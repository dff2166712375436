//! Live transcript/metrics stream binder
//!
//! This module provides the `StreamBinder` abstraction that manages:
//! - The one-shot initial session load (metadata + history)
//! - One live feed connection per attached session
//! - Merging typed events into per-session view state
//! - Seek/search/play-pause intents from the render surface
//! - Connection teardown on every exit path

mod binder;
mod loader;
mod view;

pub use binder::StreamBinder;
pub use loader::SessionLoader;
pub use view::{
    ConnectionState, LoadState, StreamSignal, ViewSnapshot, ViewState, SEEK_TOLERANCE_SECS,
};
use std::sync::Arc;
use std::time::Duration;

use anyhow::Result;
use clap::{Parser, Subcommand};
use interview_live::stream::{demo_script, run_scripted_feed};
use interview_live::{
    create_router, AppState, Config, CriteriaWeights, FileStore, InterviewDirectory, StreamClient,
};
use tracing::info;

#[derive(Parser)]
#[command(name = "interview-live", about = "Live AI-interview session service")]
struct Cli {
    /// Configuration file (without extension)
    #[arg(long, default_value = "config/interview-live")]
    config: String,

    #[command(subcommand)]
    command: Command,
}

#[derive(Subcommand)]
enum Command {
    /// Run the session directory HTTP server
    Serve,
    /// Replay the scripted demo feed onto a session's live subject
    Simulate {
        /// Session to feed (a fresh id is generated when omitted)
        interview_id: Option<String>,

        /// Seconds between scripted events
        #[arg(long, default_value_t = 2.0)]
        delay_secs: f64,
    },
}

#[tokio::main]
async fn main() -> Result<()> {
    tracing_subscriber::fmt::init();

    let cli = Cli::parse();
    let cfg = Config::load(&cli.config)?;

    info!("{} v0.1.0", cfg.service.name);

    match cli.command {
        Command::Serve => serve(cfg).await,
        Command::Simulate {
            interview_id,
            delay_secs,
        } => {
            let interview_id = interview_id
                .unwrap_or_else(|| format!("interview-{}", uuid::Uuid::new_v4()));
            simulate(cfg, &interview_id, delay_secs).await
        }
    }
}

async fn serve(cfg: Config) -> Result<()> {
    let settings = FileStore::new(&cfg.settings.store_path);
    let weights = CriteriaWeights::load(&settings);
    info!("Scoring criteria weights loaded (total {}%)", weights.total());

    let directory = Arc::new(InterviewDirectory::with_samples());
    let router = create_router(AppState::new(directory));

    let addr = format!("{}:{}", cfg.service.http.bind, cfg.service.http.port);
    info!("HTTP server listening on {}", addr);

    let listener = tokio::net::TcpListener::bind(&addr).await?;
    axum::serve(listener, router).await?;

    Ok(())
}

async fn simulate(cfg: Config, interview_id: &str, delay_secs: f64) -> Result<()> {
    let client = StreamClient::connect(&cfg.stream.nats_url).await?;

    // Give late subscribers a moment before the first event
    tokio::time::sleep(Duration::from_secs(1)).await;

    let script = demo_script();
    run_scripted_feed(
        &client,
        interview_id,
        &script,
        Duration::from_secs_f64(delay_secs),
    )
    .await?;

    client.close().await
}
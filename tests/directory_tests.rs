// Tests for the in-memory interview directory: filtering, pagination,
// lookup and the session-loader contract.

use interview_live::{InterviewDirectory, ListQuery, SessionLoader};

fn query() -> ListQuery {
    ListQuery::default()
}

#[tokio::test]
async fn test_list_returns_all_samples_by_default() {
    let directory = InterviewDirectory::with_samples();
    let interviews = directory.list(&query()).await;
    assert_eq!(interviews.len(), 3);
}

#[tokio::test]
async fn test_list_filters_by_status() {
    let directory = InterviewDirectory::with_samples();

    let completed = directory
        .list(&ListQuery {
            status: Some("completed".to_string()),
            ..query()
        })
        .await;
    assert_eq!(completed.len(), 2);

    // "all" disables the filter
    let all = directory
        .list(&ListQuery {
            status: Some("all".to_string()),
            ..query()
        })
        .await;
    assert_eq!(all.len(), 3);
}

#[tokio::test]
async fn test_search_matches_name_and_position_case_insensitively() {
    let directory = InterviewDirectory::with_samples();

    let by_position = directory
        .list(&ListQuery {
            search: Some("FRONTEND".to_string()),
            ..query()
        })
        .await;
    assert_eq!(by_position.len(), 1);
    assert_eq!(by_position[0].candidate_name, "Anna Petrova");

    let by_name = directory
        .list(&ListQuery {
            search: Some("kozlova".to_string()),
            ..query()
        })
        .await;
    assert_eq!(by_name.len(), 1);
}

#[tokio::test]
async fn test_pagination_slices_after_filtering() {
    let directory = InterviewDirectory::with_samples();

    let first = directory
        .list(&ListQuery {
            page: Some(1),
            limit: Some(2),
            ..query()
        })
        .await;
    assert_eq!(first.len(), 2);

    let second = directory
        .list(&ListQuery {
            page: Some(2),
            limit: Some(2),
            ..query()
        })
        .await;
    assert_eq!(second.len(), 1);
    assert_ne!(first[0].id, second[0].id);
}

#[tokio::test]
async fn test_get_unknown_interview_is_none() {
    let directory = InterviewDirectory::with_samples();
    assert!(directory.get("no-such-id").await.is_none());
}

#[tokio::test]
async fn test_loader_contract_errors_on_unknown_session() {
    let directory = InterviewDirectory::new();
    let result = directory.load_session("missing").await;
    assert!(result.is_err());
}

#[tokio::test]
async fn test_loader_returns_history_for_completed_session() {
    let directory = InterviewDirectory::with_samples();
    let detail = directory.load_session("1").await.unwrap();
    assert!(detail.transcript.is_some());
    assert!(detail.metrics.is_some());
}

#[tokio::test]
async fn test_insert_replaces_existing_by_id() {
    let directory = InterviewDirectory::with_samples();

    let mut detail = directory.get("2").await.unwrap();
    detail.interview.score = Some(99);
    directory.insert(detail).await;

    assert_eq!(directory.get("2").await.unwrap().interview.score, Some(99));
    assert_eq!(directory.list(&query()).await.len(), 3);
}
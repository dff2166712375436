//! HTTP API server: the session-loader side of the system
//!
//! This module provides the REST surface render clients load sessions from:
//! - GET /interviews - list with pagination/status/search
//! - GET /interviews/:id - one interview with history
//! - GET /health - health check

mod handlers;
mod routes;
mod state;

pub use handlers::{ApiResponse, ErrorResponse};
pub use routes::create_router;
pub use state::AppState;
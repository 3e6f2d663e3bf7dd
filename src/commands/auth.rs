//! Session commands: login, signup, logout, whoami

use std::io::{BufRead, Write};

use colored::Colorize;

use crate::config::Config;
use crate::error::{LeafscanError, Result};
use crate::session::SessionManager;

use super::{require_user, session_manager};

/// Logs in and persists the session token.
///
/// # Arguments
///
/// * `config` - Global configuration
/// * `email` - Account email
/// * `password` - Password; read from stdin when `None`
pub async fn login(config: &Config, email: &str, password: Option<String>) -> Result<()> {
    let password = match password {
        Some(p) => p,
        None => prompt_secret("Password: ")?,
    };
    let sessions = session_manager(config)?;
    login_with(&sessions, email, &password).await
}

/// Login flow against an already built [`SessionManager`].
pub async fn login_with(sessions: &SessionManager, email: &str, password: &str) -> Result<()> {
    if let Err(e) = sessions.login(email, password).await {
        report_auth_failure("Login failed", &e);
        return Err(e);
    }
    let user = sessions.current_user().await?;
    println!("{} {}", "Logged in as".green(), user.email.bold());
    Ok(())
}

/// Creates an account, then logs into it.
///
/// # Arguments
///
/// * `config` - Global configuration
/// * `email` - Account email
/// * `password` - Password; read from stdin when `None`
/// * `confirm` - Confirmation; read from stdin when `None`
pub async fn signup(
    config: &Config,
    email: &str,
    password: Option<String>,
    confirm: Option<String>,
) -> Result<()> {
    let password = match password {
        Some(p) => p,
        None => prompt_secret("Password: ")?,
    };
    let confirm = match confirm {
        Some(c) => c,
        None => prompt_secret("Confirm password: ")?,
    };
    let sessions = session_manager(config)?;

    if let Err(e) = sessions.signup(email, &password, &confirm).await {
        report_auth_failure("Signup failed", &e);
        return Err(e);
    }
    let user = sessions.current_user().await?;
    println!("{} {}", "Account created for".green(), user.email.bold());
    Ok(())
}

/// Forgets the stored session.
pub fn logout(config: &Config) -> Result<()> {
    let sessions = session_manager(config)?;
    let was_authenticated = sessions.is_authenticated();
    sessions.logout();
    if was_authenticated {
        println!("{}", "Logged out.".green());
    } else {
        println!("{}", "No stored session.".yellow());
    }
    Ok(())
}

/// Validates the stored session and prints the account behind it.
pub async fn whoami(config: &Config) -> Result<()> {
    let sessions = session_manager(config)?;
    let user = require_user(&sessions).await?;

    println!("{:<10} {}", "Email:".bold(), user.email);
    println!("{:<10} {}", "User ID:".bold(), user.id);
    if !user.created_at.is_empty() {
        println!("{:<10} {}", "Joined:".bold(), user.created_at);
    }
    Ok(())
}

fn report_auth_failure(action: &str, error: &anyhow::Error) {
    let message = match error.downcast_ref::<LeafscanError>() {
        Some(LeafscanError::InvalidCredentials(detail)) => detail.clone(),
        Some(LeafscanError::Validation(detail)) => detail.clone(),
        Some(LeafscanError::Network(_)) => "could not reach the auth service".to_string(),
        _ => format!("{:#}", error),
    };
    eprintln!("{}: {}", action.red(), message);
}

fn prompt_secret(prompt: &str) -> Result<String> {
    let mut stdout = std::io::stdout();
    write!(stdout, "{}", prompt)?;
    stdout.flush()?;

    let mut line = String::new();
    std::io::stdin().lock().read_line(&mut line)?;
    let secret = line.trim_end_matches(['\r', '\n']).to_string();
    if secret.is_empty() {
        return Err(LeafscanError::Validation("password is required".to_string()).into());
    }
    Ok(secret)
}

#### What the task requires
From the entries above, pull out each line that includes "metrics".

#### Answer section
//! Live transcript/metrics stream binder
    assert!(detail.metrics.is_some());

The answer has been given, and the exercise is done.